The closer an element is to the bottom of the table, the more it wants to be oxidised and become a positive ion. For the most part, groups I and II elements (alkali metals and alkaline earth metals) are at the very bottom and directly above them is mainly transition elements (with exceptions such as aluminium and water which randomly snuck in). I'm very curious as to why this is so, but I'm too lazy to look it up myself.

When you have the reactants of a metal displacement reaction, take a look at the Standard Reduction Potentials chart. Which element has the strongest desire to be a positive ion? If it's already a positive ion, no reaction will occur. If it isn't, then a reaction will occur. That's basically how it works.
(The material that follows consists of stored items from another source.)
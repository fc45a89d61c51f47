//! Trial command: start or reset the free trial

use anyhow::Result;
use colored::Colorize;

use crate::host::Host;
use crate::output::terminal::format_remaining;

#[derive(Debug, Clone, clap::Subcommand)]
pub enum TrialAction {
    /// Start the trial now (no-op if it already started)
    Start,
    /// Delete every lifecycle key for the signed-in user
    Reset,
}

pub fn run(host: &Host, action: &TrialAction) -> Result<()> {
    let ledger = host.ledger()?;
    match action {
        TrialAction::Start => {
            let existed = ledger.trial_window().is_some();
            let trial = ledger.initialize_trial()?;
            let now = ledger.now();
            let verb = if existed { "Trial already started" } else { "Trial started" };
            eprintln!("  {} {} at {}", "\u{2713}".green(), verb, trial.start);
            if trial.is_expired(now) {
                eprintln!("  {} ended {}", "Expired:".red().bold(), trial.end());
            } else {
                eprintln!(
                    "  {} left, ends {}",
                    format_remaining(trial.remaining_ms(now)),
                    trial.end()
                );
            }
        }
        TrialAction::Reset => {
            ledger.reset_trial()?;
            eprintln!(
                "  {} Cleared trial and subscription state for {}",
                "\u{2713}".green(),
                ledger.user_id()
            );
        }
    }
    Ok(())
}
Halogen displacement reactions are the opposite of metal displacement reactions. Here's an example:

F2 + 2Br- -> 2F- + Br2

Now, when working out whether a reaction will occur or not, you have to do the opposite of what you did with the metal displacement reactions as this time we're dealing with negative ions, not positive ones.

If the bottom of the table lists the elements that want to be oxidised and become positive ions, then it also follows that the top of the table lists the elements that want to be reduced to negative ions. When working out halogen displacement reactions, work out which element has the strongest desire to be a negative ion. Then think about whether that element is already a negative ion or not. If it's already a negative ion, then no reaction will occur. If not, then a reaction will occur.
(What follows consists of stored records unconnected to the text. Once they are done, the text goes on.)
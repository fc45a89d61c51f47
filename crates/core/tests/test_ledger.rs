mod common;

use chrono::Duration;
use common::{t0, Harness};
use mealgate_core::{
    keys::{LifecycleKeys, STATUS_ACTIVE, STATUS_NONE},
    AccessError, AccessLedger, Clock, KeyValueStore, LifecycleConfig, PaymentMetadata,
    RecordOrigin, StatusClient, SubscriptionSource, UserProfile,
};
use std::sync::atomic::Ordering;
use std::sync::Arc;

// --- trial ---

#[test]
fn initialize_trial_records_now() {
    let h = Harness::new();
    let ledger = h.ledger("alice");
    let trial = ledger.initialize_trial().unwrap();
    assert_eq!(trial.start, t0());
    assert_eq!(ledger.trial_window().unwrap().start, t0());
    assert_eq!(trial.end(), t0() + Duration::hours(24));
}

#[test]
fn initialize_trial_is_idempotent() {
    let h = Harness::new();
    let ledger = h.ledger("alice");
    let first = ledger.initialize_trial().unwrap();
    h.clock.advance(Duration::hours(5));
    let second = ledger.initialize_trial().unwrap();
    assert_eq!(first.start, second.start);
    assert_eq!(ledger.trial_window().unwrap().start, t0());
}

#[test]
fn trial_window_absent_before_init() {
    let h = Harness::new();
    assert!(h.ledger("alice").trial_window().is_none());
}

#[test]
fn unreadable_trial_start_is_treated_as_absent() {
    let h = Harness::new();
    h.store.set("trial_start:alice", "yesterday-ish").unwrap();
    let ledger = h.ledger("alice");
    assert!(ledger.trial_window().is_none());
    let trial = ledger.initialize_trial().unwrap();
    assert_eq!(trial.start, t0());
}

#[test]
fn trial_remaining_never_increases() {
    let h = Harness::new();
    let ledger = h.ledger("alice");
    let trial = ledger.initialize_trial().unwrap();
    let mut previous = trial.remaining_ms(h.clock.now());
    for _ in 0..40 {
        h.clock.advance(Duration::minutes(45));
        let remaining = trial.remaining_ms(h.clock.now());
        assert!(remaining <= previous);
        assert!(remaining >= 0);
        previous = remaining;
    }
    assert_eq!(previous, 0);
}

#[test]
fn reset_trial_removes_every_lifecycle_key() {
    let h = Harness::new();
    let ledger = h.ledger("alice");
    ledger.initialize_trial().unwrap();
    assert!(ledger.activate_subscription_for_duration(7, PaymentMetadata::default()));

    ledger.reset_trial().unwrap();

    for key in LifecycleKeys::for_user("alice").all() {
        assert!(h.store.get(&key).unwrap().is_none(), "{key} survived reset");
    }
    assert!(ledger.trial_window().is_none());
}

#[test]
fn reset_trial_leaves_other_users_alone() {
    let h = Harness::new();
    let alice = h.ledger("alice");
    let bob = h.ledger("bob");
    alice.initialize_trial().unwrap();
    bob.initialize_trial().unwrap();

    alice.reset_trial().unwrap();
    assert!(alice.trial_window().is_none());
    assert!(bob.trial_window().is_some());
}

// --- namespace isolation ---

#[test]
fn users_never_see_each_others_state() {
    let h = Harness::new();
    let alice = h.ledger("alice");
    alice.initialize_trial().unwrap();
    assert!(alice.activate_subscription_for_duration(30, PaymentMetadata::default()));

    h.clock.advance(Duration::hours(2));
    let bob = h.ledger("bob");
    assert!(bob.trial_window().is_none());
    assert!(bob.cached_record().is_none());
    assert!(bob.cached_subscription().is_none());

    let bob_trial = bob.initialize_trial().unwrap();
    assert_eq!(bob_trial.start, t0() + Duration::hours(2));
    assert_eq!(alice.trial_window().unwrap().start, t0());
}

#[test]
fn for_current_user_reads_user_data() {
    let h = Harness::new();
    let profile = UserProfile {
        uid: "carol".into(),
        email: "carol@example.com".into(),
        display_name: "Carol".into(),
        role: "user".into(),
    };
    mealgate_core::user::save_user(h.store.as_ref(), &profile).unwrap();

    let ledger = AccessLedger::for_current_user(
        h.store.clone() as Arc<dyn KeyValueStore>,
        h.clock.clone() as Arc<dyn Clock>,
        h.backend.clone() as Arc<dyn StatusClient>,
        LifecycleConfig::default(),
    )
    .unwrap();
    assert_eq!(ledger.user_id(), "carol");
}

#[test]
fn for_current_user_without_user_is_configuration_error() {
    let h = Harness::new();
    let result = AccessLedger::for_current_user(
        h.store.clone() as Arc<dyn KeyValueStore>,
        h.clock.clone() as Arc<dyn Clock>,
        h.backend.clone() as Arc<dyn StatusClient>,
        LifecycleConfig::default(),
    );
    assert!(matches!(result, Err(AccessError::Configuration(_))));
}

// --- remote fetch ---

#[test]
fn fetch_returns_active_subscription_and_caches_it() {
    let h = Harness::new();
    h.backend
        .grant("alice", t0() - Duration::days(1), t0() + Duration::days(3));
    let ledger = h.ledger("alice");

    let window = ledger.fetch_subscription_from_remote().unwrap();
    assert_eq!(window.end, t0() + Duration::days(3));
    assert_eq!(window.plan_id, "monthly");

    let record = ledger.cached_record().unwrap();
    assert_eq!(record.origin, RecordOrigin::Remote);
    assert_eq!(record.cached_at, t0());
    assert_eq!(
        h.store.get("subscription_status:alice").unwrap().as_deref(),
        Some(STATUS_ACTIVE)
    );
    assert_eq!(
        h.store.get("subscription_expires_at:alice").unwrap(),
        Some((t0() + Duration::days(3)).to_rfc3339())
    );
}

#[test]
fn fetch_returns_none_for_lapsed_subscription() {
    let h = Harness::new();
    h.backend
        .grant("alice", t0() - Duration::days(30), t0() - Duration::hours(1));
    let ledger = h.ledger("alice");
    assert!(ledger.fetch_subscription_from_remote().is_none());
    assert_eq!(
        h.store.get("subscription_status:alice").unwrap().as_deref(),
        Some(STATUS_NONE)
    );
}

#[test]
fn fetch_network_error_returns_none_without_panicking() {
    let h = Harness::new();
    h.backend.set_offline(true);
    assert!(h.ledger("alice").fetch_subscription_from_remote().is_none());
}

#[test]
fn fetch_parse_error_returns_none() {
    let h = Harness::new();
    h.backend
        .grant("alice", t0() - Duration::days(1), t0() + Duration::days(3));
    h.backend.set_malformed(true);
    assert!(h.ledger("alice").fetch_subscription_from_remote().is_none());
}

#[test]
fn absent_remote_subscription_clears_cache() {
    let h = Harness::new();
    h.backend
        .grant("alice", t0() - Duration::days(1), t0() + Duration::days(3));
    let ledger = h.ledger("alice");
    ledger.fetch_subscription_from_remote().unwrap();

    let other = Harness::new();
    let fresh_backend_ledger = AccessLedger::new(
        "alice",
        h.store.clone() as Arc<dyn KeyValueStore>,
        h.clock.clone() as Arc<dyn Clock>,
        other.backend.clone() as Arc<dyn StatusClient>,
        LifecycleConfig::default(),
    );
    assert!(fresh_backend_ledger.fetch_subscription_from_remote().is_none());
    assert!(ledger.cached_record().is_none());
}

// --- resolution / fail-closed ---

#[test]
fn resolution_reports_lapsed_window_from_remote() {
    let h = Harness::new();
    h.backend
        .grant("alice", t0() - Duration::days(30), t0() - Duration::hours(1));
    let resolution = h.ledger("alice").resolve_subscription();
    assert_eq!(resolution.source, SubscriptionSource::Remote);
    assert!(resolution.subscription.is_some());
}

#[test]
fn offline_without_cache_means_no_subscription() {
    let h = Harness::new();
    h.backend
        .grant("alice", t0() - Duration::days(1), t0() + Duration::days(3));
    h.backend.set_offline(true);
    let resolution = h.ledger("alice").resolve_subscription();
    assert_eq!(resolution.source, SubscriptionSource::Unavailable);
    assert!(resolution.subscription.is_none());
}

#[test]
fn offline_with_fresh_cache_uses_cache() {
    let h = Harness::new();
    h.backend
        .grant("alice", t0() - Duration::days(1), t0() + Duration::days(3));
    let ledger = h.ledger("alice");
    ledger.fetch_subscription_from_remote().unwrap();

    h.clock.advance(Duration::minutes(4));
    h.backend.set_offline(true);
    let resolution = ledger.resolve_subscription();
    assert_eq!(resolution.source, SubscriptionSource::Cache);
    assert!(resolution.subscription.is_some());
}

#[test]
fn offline_with_stale_cache_fails_closed() {
    let h = Harness::new();
    h.backend
        .grant("alice", t0() - Duration::days(1), t0() + Duration::days(3));
    let ledger = h.ledger("alice");
    ledger.fetch_subscription_from_remote().unwrap();

    h.clock.advance(Duration::minutes(6));
    h.backend.set_offline(true);
    let resolution = ledger.resolve_subscription();
    assert_eq!(resolution.source, SubscriptionSource::Unavailable);
    assert!(resolution.subscription.is_none());
    assert!(ledger.cached_record().is_some(), "stale record is kept, only ignored");
}

// --- activation ---

#[test]
fn activation_goes_to_remote_first() {
    let h = Harness::new();
    let ledger = h.ledger("alice");
    assert!(ledger.activate_subscription_for_duration(7, PaymentMetadata::default()));
    assert_eq!(h.backend.activate_calls.load(Ordering::SeqCst), 1);

    let record = ledger.cached_record().unwrap();
    assert_eq!(record.origin, RecordOrigin::Remote);
    assert_eq!(record.window.end, t0() + Duration::days(7));
    assert_eq!(record.window.plan_id, "days-7");

    let remote = ledger.fetch_subscription_from_remote().unwrap();
    assert_eq!(remote.end, t0() + Duration::days(7));
}

#[test]
fn activation_falls_back_to_local_window_when_offline() {
    let h = Harness::new();
    h.backend.set_offline(true);
    let ledger = h.ledger("alice");

    let metadata = PaymentMetadata {
        reference: Some("ref-1".into()),
        plan_id: Some("weekly".into()),
        plan_name: Some("Weekly".into()),
        ..Default::default()
    };
    assert!(ledger.activate_subscription_for_duration(7, metadata));

    let record = ledger.cached_record().unwrap();
    assert_eq!(record.origin, RecordOrigin::Local);
    assert_eq!(record.window.plan_label, "Weekly");

    // Still honored long after the TTL while the backend stays unreachable.
    h.clock.advance(Duration::hours(6));
    let resolution = ledger.resolve_subscription();
    assert_eq!(resolution.source, SubscriptionSource::Cache);
    assert!(resolution.subscription.unwrap().is_active(h.clock.now()));
}

#[test]
fn successful_fetch_overwrites_local_activation() {
    let h = Harness::new();
    h.backend.set_offline(true);
    let ledger = h.ledger("alice");
    assert!(ledger.activate_subscription_for_duration(7, PaymentMetadata::default()));

    h.backend.set_offline(false);
    assert!(ledger.fetch_subscription_from_remote().is_none());
    assert!(ledger.cached_record().is_none());
}

#[test]
fn activation_extends_an_active_window() {
    let h = Harness::new();
    let ledger = h.ledger("alice");
    assert!(ledger.activate_subscription_for_duration(7, PaymentMetadata::default()));
    h.clock.advance(Duration::days(2));
    assert!(ledger.activate_subscription_for_duration(7, PaymentMetadata::default()));
    assert_eq!(
        ledger.cached_record().unwrap().window.end,
        t0() + Duration::days(14)
    );
}

#[test]
fn zero_day_activation_is_refused() {
    let h = Harness::new();
    let ledger = h.ledger("alice");
    assert!(!ledger.activate_subscription_for_duration(0, PaymentMetadata::default()));
    assert_eq!(h.backend.activate_calls.load(Ordering::SeqCst), 0);
    assert!(ledger.cached_record().is_none());
}

#[test]
fn out_of_range_activation_is_refused() {
    let h = Harness::new();
    let ledger = h.ledger("alice");
    assert!(!ledger.activate_subscription_for_duration(u32::MAX, PaymentMetadata::default()));
    assert_eq!(h.backend.activate_calls.load(Ordering::SeqCst), 0);
    assert!(ledger.cached_record().is_none());

    // A large but representable extension still works.
    assert!(ledger.activate_subscription_for_duration(36_500, PaymentMetadata::default()));
    assert_eq!(
        ledger.cached_record().unwrap().window.end,
        t0() + Duration::days(36_500)
    );
}

// --- payment verification ---

#[test]
fn verify_payment_caches_returned_subscription() {
    let h = Harness::new();
    h.backend
        .register_payment("pay_123", t0(), t0() + Duration::days(7));
    let ledger = h.ledger("alice");

    let window = ledger.verify_payment("pay_123").unwrap().unwrap();
    assert_eq!(window.plan_id, "weekly");
    assert_eq!(ledger.cached_subscription().unwrap(), window);
}

#[test]
fn verify_payment_surfaces_errors() {
    let h = Harness::new();
    let ledger = h.ledger("alice");
    assert!(matches!(
        ledger.verify_payment("nope"),
        Err(AccessError::Rejected(_))
    ));
    assert!(matches!(
        ledger.verify_payment("   "),
        Err(AccessError::Rejected(_))
    ));
    h.backend.set_offline(true);
    assert!(matches!(
        ledger.verify_payment("pay_123"),
        Err(AccessError::Transport(_))
    ));
}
(By the way, there are ways to force the reactants to react even when they don't really want to, but I'm not going to go into that for now.)

Now, next up is half equations. In Chemistry 2AB, you only have to deal with the dead easy half equations, but there's also acidic conditions and stuff that you can learn about too.

You can write half equations for any kind of redox reaction, whether it be metal displacement, halogen displacement, or a myriad of other types of reactions that I don't know the names of. As long as an element is being reduced and another is being oxidised, you can write half equations.

Basically, you write separate equations for the reductant and the oxidant. Then you add in electrons to balance the charges.

F2 + 2e-> 2F- 
2Br- -> Br2 + 2e-

Just make sure that the number of Fs or Brs or whatever are balanced on either side of the equation, and then chuck in some electrons to balance the charges as well.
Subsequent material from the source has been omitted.